I'm outraged about a particular publisher deciding to punish libraries who have e-books.
Full disclosure: I don't read e-books. I may someday, but I haven't tried 'em yet.
Imagine how you'd feel if you were the 27th person who lived somewhere rural, far away from a good bookstore, whatever -- and wanted to read something that you couldn't buy this month. And the library's only allowed to "rent"/lend the e-book 26 times.
Myself, I'm awaiting a status change on Charlie Stross's new Laundry book and Patricia McKillip's latest; they're both still new and can't be requested from other libraries.
With Lois Bujold's Cryoburn, I waited until the print book was off the new book shelf and could be requested. I have checked out hundreds of library books all my life, and that's a conservative guess. Last year alone I went through most of the Ellery Queen series [about 50 books] in 2-3 months.
More from a librarian about this madness. She provides lots of details, including contact info for HarperCollins and Overdrive.
The Analog Divide also has links for Trashy Bitches and Library Journal on this, along with Neilhimself's thoughts.
And another thing; what about the re-readers? I read my favorite books over and over. I honestly couldn't tell you how many times I've read the Miles Vorkosigan books. If I owned an e-book and it had a limit on how many times I could read it, and would expire out of my library...! What if I snagged a library e-book because it rocked and wasn't available in print format -- and that meant that someone else never got to read it?

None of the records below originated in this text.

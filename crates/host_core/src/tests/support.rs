use std::{
    collections::VecDeque,
    sync::{
        atomic::{AtomicUsize, Ordering},
        Arc, Mutex,
    },
};

use anyhow::{anyhow, Result};
use async_trait::async_trait;
use serde_json::Value;
use shared::{
    domain::{Environment, HandleId, ItemId, ItemType, Model, Outcome, Session},
    protocol::{ItemEvent, ItemEventKind},
};
use tokio::sync::oneshot;

use crate::{
    host::ItemHost,
    item::{ItemHandle, ItemListener, Propagation},
    session_store::SessionHandle,
    ContentInspector, Controller, TypeReadiness,
};

pub(crate) struct TestItem {
    handle_id: HandleId,
    item_type: ItemType,
    models: Mutex<Vec<Model>>,
    sessions: Mutex<Vec<SessionHandle>>,
    environments: Mutex<Vec<Environment>>,
    properties: Mutex<Vec<(String, Value)>>,
    listeners: Mutex<Vec<(ItemEventKind, Arc<dyn ItemListener>)>>,
}

impl TestItem {
    pub(crate) fn new(item_type: &str) -> Arc<Self> {
        Arc::new(Self {
            handle_id: HandleId::fresh(),
            item_type: ItemType::from(item_type),
            models: Mutex::new(Vec::new()),
            sessions: Mutex::new(Vec::new()),
            environments: Mutex::new(Vec::new()),
            properties: Mutex::new(Vec::new()),
            listeners: Mutex::new(Vec::new()),
        })
    }

    pub(crate) fn emit(&self, event: ItemEvent) -> Propagation {
        let listeners: Vec<Arc<dyn ItemListener>> = self
            .listeners
            .lock()
            .expect("listeners")
            .iter()
            .filter(|(kind, _)| *kind == event.kind)
            .map(|(_, listener)| Arc::clone(listener))
            .collect();
        for listener in listeners {
            if listener.on_event(&event) == Propagation::Stop {
                return Propagation::Stop;
            }
        }
        Propagation::Continue
    }

    pub(crate) fn last_model(&self) -> Option<Model> {
        self.models.lock().expect("models").last().cloned()
    }

    pub(crate) fn model_count(&self) -> usize {
        self.models.lock().expect("models").len()
    }

    pub(crate) fn last_session(&self) -> Option<SessionHandle> {
        self.sessions.lock().expect("sessions").last().cloned()
    }

    pub(crate) fn environments(&self) -> Vec<Environment> {
        self.environments.lock().expect("environments").clone()
    }

    pub(crate) fn properties(&self) -> Vec<(String, Value)> {
        self.properties.lock().expect("properties").clone()
    }

    pub(crate) fn listener_count(&self) -> usize {
        self.listeners.lock().expect("listeners").len()
    }
}

impl ItemHandle for TestItem {
    fn handle_id(&self) -> HandleId {
        self.handle_id
    }

    fn item_type(&self) -> ItemType {
        self.item_type.clone()
    }

    fn set_model(&self, model: Model) {
        self.models.lock().expect("models").push(model);
    }

    fn set_session(&self, session: SessionHandle) {
        self.sessions.lock().expect("sessions").push(session);
    }

    fn add_listener(&self, kind: ItemEventKind, listener: Arc<dyn ItemListener>) {
        self.listeners
            .lock()
            .expect("listeners")
            .push((kind, listener));
    }

    fn set_environment(&self, environment: &Environment) {
        self.environments
            .lock()
            .expect("environments")
            .push(environment.clone());
    }

    fn set_property(&self, name: &str, value: &Value) {
        self.properties
            .lock()
            .expect("properties")
            .push((name.to_string(), value.clone()));
    }
}

pub(crate) fn handle(item: &Arc<TestItem>) -> Arc<dyn ItemHandle> {
    Arc::clone(item) as Arc<dyn ItemHandle>
}

#[derive(Default)]
pub(crate) struct TestContent {
    items: Mutex<Vec<(ItemId, Arc<TestItem>)>>,
}

impl TestContent {
    pub(crate) fn with(entries: &[(&str, &Arc<TestItem>)]) -> Arc<Self> {
        let content = Arc::new(Self::default());
        for (id, item) in entries {
            content.insert(id, item);
        }
        content
    }

    pub(crate) fn insert(&self, id: &str, item: &Arc<TestItem>) {
        self.items
            .lock()
            .expect("content")
            .push((ItemId::from(id), Arc::clone(item)));
    }
}

impl ContentInspector for TestContent {
    fn find_by_id_and_type(
        &self,
        id: &ItemId,
        item_type: &ItemType,
    ) -> Option<Arc<dyn ItemHandle>> {
        self.items
            .lock()
            .expect("content")
            .iter()
            .find(|(item_id, item)| item_id == id && item.item_type == *item_type)
            .map(|(_, item)| handle(item))
    }

    fn find_type_for_id(&self, id: &ItemId) -> Option<ItemType> {
        self.items
            .lock()
            .expect("content")
            .iter()
            .find(|(item_id, _)| item_id == id)
            .map(|(_, item)| item.item_type.clone())
    }
}

/// Counts readiness requests; every type is ready immediately.
#[derive(Default)]
pub(crate) struct CountingReadiness {
    calls: AtomicUsize,
}

impl CountingReadiness {
    pub(crate) fn calls(&self) -> usize {
        self.calls.load(Ordering::SeqCst)
    }
}

#[async_trait]
impl TypeReadiness for CountingReadiness {
    async fn when_ready(&self, _item_type: &ItemType) {
        self.calls.fetch_add(1, Ordering::SeqCst);
    }
}

struct ScriptedStep {
    gate: Option<oneshot::Receiver<()>>,
    models: Vec<Model>,
}

pub(crate) struct ScriptedController {
    steps: Mutex<VecDeque<ScriptedStep>>,
    fallback: Vec<Model>,
    outcomes: Vec<Outcome>,
    fail_with: Option<String>,
    model_calls: AtomicUsize,
    seen_sessions: Mutex<Vec<Vec<Session>>>,
}

impl ScriptedController {
    pub(crate) fn returning(models: Vec<Model>) -> Self {
        Self {
            steps: Mutex::new(VecDeque::new()),
            fallback: models,
            outcomes: Vec::new(),
            fail_with: None,
            model_calls: AtomicUsize::new(0),
            seen_sessions: Mutex::new(Vec::new()),
        }
    }

    pub(crate) fn failing(err: impl Into<String>) -> Self {
        let mut controller = Self::returning(Vec::new());
        controller.fail_with = Some(err.into());
        controller
    }

    /// Each call takes the next step and resolves once its gate fires.
    pub(crate) fn gated(steps: Vec<(oneshot::Receiver<()>, Vec<Model>)>) -> Self {
        let controller = Self::returning(Vec::new());
        *controller.steps.lock().expect("steps") = steps
            .into_iter()
            .map(|(gate, models)| ScriptedStep {
                gate: Some(gate),
                models,
            })
            .collect();
        controller
    }

    pub(crate) fn with_outcomes(mut self, outcomes: Vec<Outcome>) -> Self {
        self.outcomes = outcomes;
        self
    }

    pub(crate) fn model_calls(&self) -> usize {
        self.model_calls.load(Ordering::SeqCst)
    }

    pub(crate) fn seen_sessions(&self) -> Vec<Vec<Session>> {
        self.seen_sessions.lock().expect("seen").clone()
    }
}

#[async_trait]
impl Controller for ScriptedController {
    async fn model(&self, sessions: &[Session], _environment: &Environment) -> Result<Vec<Model>> {
        self.model_calls.fetch_add(1, Ordering::SeqCst);
        self.seen_sessions
            .lock()
            .expect("seen")
            .push(sessions.to_vec());
        if let Some(err) = &self.fail_with {
            return Err(anyhow!(err.clone()));
        }

        let step = self.steps.lock().expect("steps").pop_front();
        match step {
            Some(ScriptedStep { gate, models }) => {
                if let Some(gate) = gate {
                    let _ = gate.await;
                }
                Ok(models)
            }
            None => Ok(self.fallback.clone()),
        }
    }

    async fn outcome(
        &self,
        _sessions: &[Session],
        _environment: &Environment,
    ) -> Result<Vec<Outcome>> {
        if let Some(err) = &self.fail_with {
            return Err(anyhow!(err.clone()));
        }
        Ok(self.outcomes.clone())
    }
}

pub(crate) fn host_with(
    content: Arc<TestContent>,
    readiness: Arc<dyn TypeReadiness>,
) -> ItemHost {
    ItemHost::new(readiness, content)
}

pub(crate) fn env() -> Environment {
    Environment::new(serde_json::json!({"mode": "gather"}))
}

Retiring or replacing a worn-out print book is NOT like limiting how many times an e-book is accessed!
Thanks to Cory Doctorow at BoingBoing and Lee Harris for tweeting the news. Also, there are a lot of great links and thoughts by commenters at BoingBoing.
I think that people who want the libraries to have more money ought to think about donating to them instead... because we moved away from the subscription-lending libraries quite some time ago.